Der Name Herbert Steiner steht aber auch für eine intensive politische und kulturelle Tätigkeit im englischen Exil in der Organisation “Young Austria”, deren Sekretär er ab 1941 war; für die Förderung des Jura Soyfer-Gedenkens, das auch bis in diese Jahre zurückreicht; für eine lebenslange kommunistische Überzeugung, die aber im Laufe der Jahrzehnte zunehmend brüchig wurde; für seine wichtigen Leistungen im wissenschaftlichen Austausch zwischen West- und Osteuropa; für sein großes Interesse an der Erforschung der österreichischen Arbeiterbewegung und später auch der bürgerlichen Revolution 1848.

Dies alles und noch viel mehr beleuchtet die im Rahmen dieses Forschungsprojekts erarbeitete Biografie. Sie widmet sich ausführlich auch der Kindheit Herbert Steiners im Wiener Alsergrund, seine Politisierung und Ende 1938 erfolgte Flucht nach England. Ein wichtiger Arbeitsschwerpunkt war die Erforschung des bislang wenig bekannten Elternhauses von Herbert Steiner und seine familiäre Einbettung – selbst ein Einzelkind – in eine große Verwandtschaft, v.a. mütterlicherseits. Die Biografie veranschaulicht deren unendlich beschwerliche Ausreisebemühungen aus einem nationalsozialistischen Heimatland, das Juden und Jüdinnen das Existenzrecht absprach. Alle Verwandten konnten Österreich rechtzeitig verlassen – bis auf Steiners Eltern selbst, die beide im Holocaust ermordet wurden.

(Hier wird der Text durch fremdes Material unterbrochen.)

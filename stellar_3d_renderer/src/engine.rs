/// Stellar3D Engine - global logging entry point
///
/// Holds the process-wide logger used by the `engine_*` macros. The logger
/// is lazily initialized with `DefaultLogger` and can be swapped at runtime.

use std::sync::atomic::{AtomicU8, Ordering};
use std::sync::{OnceLock, RwLock};
use std::time::SystemTime;
use crate::log::{Logger, LogEntry, LogSeverity, DefaultLogger};

/// Global logger (initialized with DefaultLogger)
static LOGGER: OnceLock<RwLock<Box<dyn Logger>>> = OnceLock::new();

/// Entries below this severity are dropped before reaching the logger
static MIN_SEVERITY: AtomicU8 = AtomicU8::new(0);

fn severity_rank(severity: LogSeverity) -> u8 {
    match severity {
        LogSeverity::Trace => 0,
        LogSeverity::Debug => 1,
        LogSeverity::Info => 2,
        LogSeverity::Warn => 3,
        LogSeverity::Error => 4,
    }
}

fn logger() -> &'static RwLock<Box<dyn Logger>> {
    LOGGER.get_or_init(|| RwLock::new(Box::new(DefaultLogger)))
}

/// Engine-wide static services
///
/// # Example
///
/// ```no_run
/// use stellar_3d_renderer::stellar3d::Engine;
/// use stellar_3d_renderer::stellar3d::log::LogSeverity;
///
/// Engine::set_min_severity(LogSeverity::Info);
/// ```
pub struct Engine;

impl Engine {
    /// Replace the global logger
    pub fn set_logger<L: Logger + 'static>(new_logger: L) {
        if let Ok(mut lock) = logger().write() {
            *lock = Box::new(new_logger);
        }
    }

    /// Reset logger to default (DefaultLogger) and accept every severity again
    pub fn reset_logger() {
        if let Ok(mut lock) = logger().write() {
            *lock = Box::new(DefaultLogger);
        }
        MIN_SEVERITY.store(0, Ordering::Relaxed);
    }

    /// Drop entries less severe than `severity`
    pub fn set_min_severity(severity: LogSeverity) {
        MIN_SEVERITY.store(severity_rank(severity), Ordering::Relaxed);
    }

    /// Whether an entry of this severity would reach the logger
    pub fn is_enabled(severity: LogSeverity) -> bool {
        severity_rank(severity) >= MIN_SEVERITY.load(Ordering::Relaxed)
    }

    /// Internal logging method (for simple logs without file:line)
    ///
    /// Used by macros like engine_info!, engine_warn!, etc.
    pub fn log(severity: LogSeverity, source: &str, message: String) {
        Self::dispatch(severity, source, message, None, None);
    }

    /// Internal logging method with file:line information (for ERROR logs)
    pub fn log_detailed(
        severity: LogSeverity,
        source: &str,
        message: String,
        file: &'static str,
        line: u32,
    ) {
        Self::dispatch(severity, source, message, Some(file), Some(line));
    }

    fn dispatch(
        severity: LogSeverity,
        source: &str,
        message: String,
        file: Option<&'static str>,
        line: Option<u32>,
    ) {
        if !Self::is_enabled(severity) {
            return;
        }
        if let Ok(lock) = logger().read() {
            lock.log(&LogEntry {
                severity,
                timestamp: SystemTime::now(),
                source: source.to_string(),
                message,
                file,
                line,
            });
        }
    }
}

#[cfg(test)]
#[path = "engine_tests.rs"]
mod tests;
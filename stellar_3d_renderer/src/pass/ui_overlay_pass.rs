/// UI overlay drawn over the shaded image (subpass 4)

use crate::error::Result;
use crate::pass::{Pass, PassGraphContext, PassRecorder, UiOverlay};
use crate::render_graph::SubpassId;
use crate::engine_trace;

pub struct UiOverlayPass {
    overlay: Option<Box<dyn UiOverlay>>,
    initialized: bool,
}

impl UiOverlayPass {
    /// Without an overlay the subpass is left empty
    pub fn new(overlay: Option<Box<dyn UiOverlay>>) -> Self {
        Self { overlay, initialized: false }
    }

    pub fn has_overlay(&self) -> bool {
        self.overlay.is_some()
    }
}

impl Pass for UiOverlayPass {
    fn name(&self) -> &'static str {
        "UiOverlay"
    }

    fn subpass(&self) -> Option<SubpassId> {
        Some(SubpassId::UiOverlay)
    }

    fn initialize(&mut self, ctx: &mut PassGraphContext) -> Result<()> {
        if let Some(overlay) = self.overlay.as_mut() {
            overlay.initialize(ctx.device, ctx.render_pass, SubpassId::UiOverlay.index())?;
        }
        self.initialized = true;
        Ok(())
    }

    fn draw(&mut self, rec: &mut PassRecorder) -> Result<()> {
        let Some(overlay) = self.overlay.as_mut() else {
            return Ok(());
        };
        if overlay.record(rec.cmd, SubpassId::UiOverlay.index())? {
            engine_trace!("stellar3d::UiOverlay", "Frame {}: overlay buffers updated", rec.frame_number);
        }
        Ok(())
    }

    fn clean(&mut self) {
        if !self.initialized {
            return;
        }
        if let Some(overlay) = self.overlay.as_mut() {
            overlay.clean();
        }
        self.initialized = false;
    }
}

Steiner, noch im November 1945 aus London nach Österreich zurückgekehrt, engagierte sich in der Kommunistischen Partei Österreichs, in der er zeitlebens verankert blieb, wenngleich er immer die Kommunikation und Zusammenarbeit mit VertreterInnen aller politischer Couleurs, ausgenommen der Extremen Rechte, suchte und pflegte.

Viel Energie investierte er in das DÖW, dem er 20 Jahre vorstand, sowie in die von ihm 1964 mitgegründete ITH, die Internationale Tagung der HistorikerInnen der Arbeiterbewegung, ein Konferenzformat, das bis heute existiert (jetzt unter dem Namen International Conference of Labour and Social History). In allen seinen Interessens- und Tätigkeitsfeldern war Steiner als umtriebiger Organisator, Netzwerker und vor allem auch Förderer von KollegInnen und NachwuchswissenschafterInnen bekannt und geschätzt.

Um die Persönlichkeit Herbert Steiner in ihrer Vielschichtigkeit fassen zu können, wurden an die 30 Interviews geführt, er selbst hat wenige Aufzeichnungen über sein persönliches Erleben hinterlassen. InterviewpartnerInnen waren Personen, die ihn noch aus dem Londoner Exil kannten, MitstreiterInnen in seinen verschiedenen Tätigkeitsfeldern sowie jene, die ihn auch noch die letzten Lebensjahre begleiteten, darunter insbesondere seine Frau Rella Steiner, verstorben im Juli 2013, und seine beiden Kinder Hans und Vally. Wichtige Quellen waren weiters sein im DÖW archivierter Nachlass sowie seine wissenschaftlichen Arbeiten und zahlreichen Herausgeberschaften.

Die Biografie ist im Verlag “Bibliothek der Provinz” erschienen.